Figure 1. Generation of an inducible suicidal mouse model of PD-L1 (PD- L1^ATTAC). (A) Scheme illustrating the construct used for the generation of PD-L1^ATTAC mice. The construct is under control of Cd274 promoter and codes for EGFP as a reporter gene and a FLAG-tagged caspase 8 fused to FKBP domains, which homodimerize in the presence of AP20187 and induce apoptosis of PD-L1⁺ cells. (B) Southern blot illustrating the presence of mESC clones harboring the correct integration of the PD-L1^ATTAC allele that were subsequently used for the generation of mutant mice.

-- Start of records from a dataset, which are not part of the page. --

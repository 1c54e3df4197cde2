use chrono::{DateTime, Utc};
use serde::{Deserialize, Serialize};
use uuid::Uuid;

/// A reader remark embedded in a blog post.
///
/// Comments are append-only: they are never updated or deleted through the
/// API. The same shape is used for storage (JSONB) and for JSON responses.
#[derive(Debug, Clone, Serialize, Deserialize, utoipa::ToSchema)]
#[serde(rename_all = "camelCase")]
pub struct Comment {
    pub id: Uuid,
    pub name: String,
    pub text: String,
    pub created_at: DateTime<Utc>,
}

impl Comment {
    pub fn new(new_comment: NewComment) -> Self {
        Self {
            id: Uuid::new_v4(),
            name: new_comment.name,
            text: new_comment.text,
            created_at: Utc::now(),
        }
    }
}

/// A validated comment submission.
#[derive(Debug, Clone)]
pub struct NewComment {
    pub name: String,
    pub text: String,
}

impl NewComment {
    const ANONYMOUS: &'static str = "Anonymous";

    /// Returns an instance of `NewComment` if the submitted text is non-empty
    /// after trimming, an error message otherwise. A blank or absent name
    /// defaults to "Anonymous".
    pub fn parse(name: Option<String>, text: Option<String>) -> Result<Self, String> {
        let text = text.as_deref().map(str::trim).unwrap_or_default();
        if text.is_empty() {
            return Err("Comment text is required".to_string());
        }
        let name = name
            .as_deref()
            .map(str::trim)
            .filter(|name| !name.is_empty())
            .unwrap_or(Self::ANONYMOUS);
        Ok(Self {
            name: name.to_string(),
            text: text.to_string(),
        })
    }
}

The 13.2 Kb band corresponds to the endogenous WT Cd274 gene, and the 8.5 Kb band to the knock-in PD-L1^ATTAC allele. (C) FACS analyses of PD-L1 expression as monitored by EGFP in PD-L1^ATTAC mESC cells harboring a dead Cas9 compatible with the SAM CRISPR activator system and transduced or not with a sgRNA against the Cd274 promoter. Percentage of EGFP+ cells is shown. (D) Representative picture from pairs of 3-month-old animals of the indicated genotypes.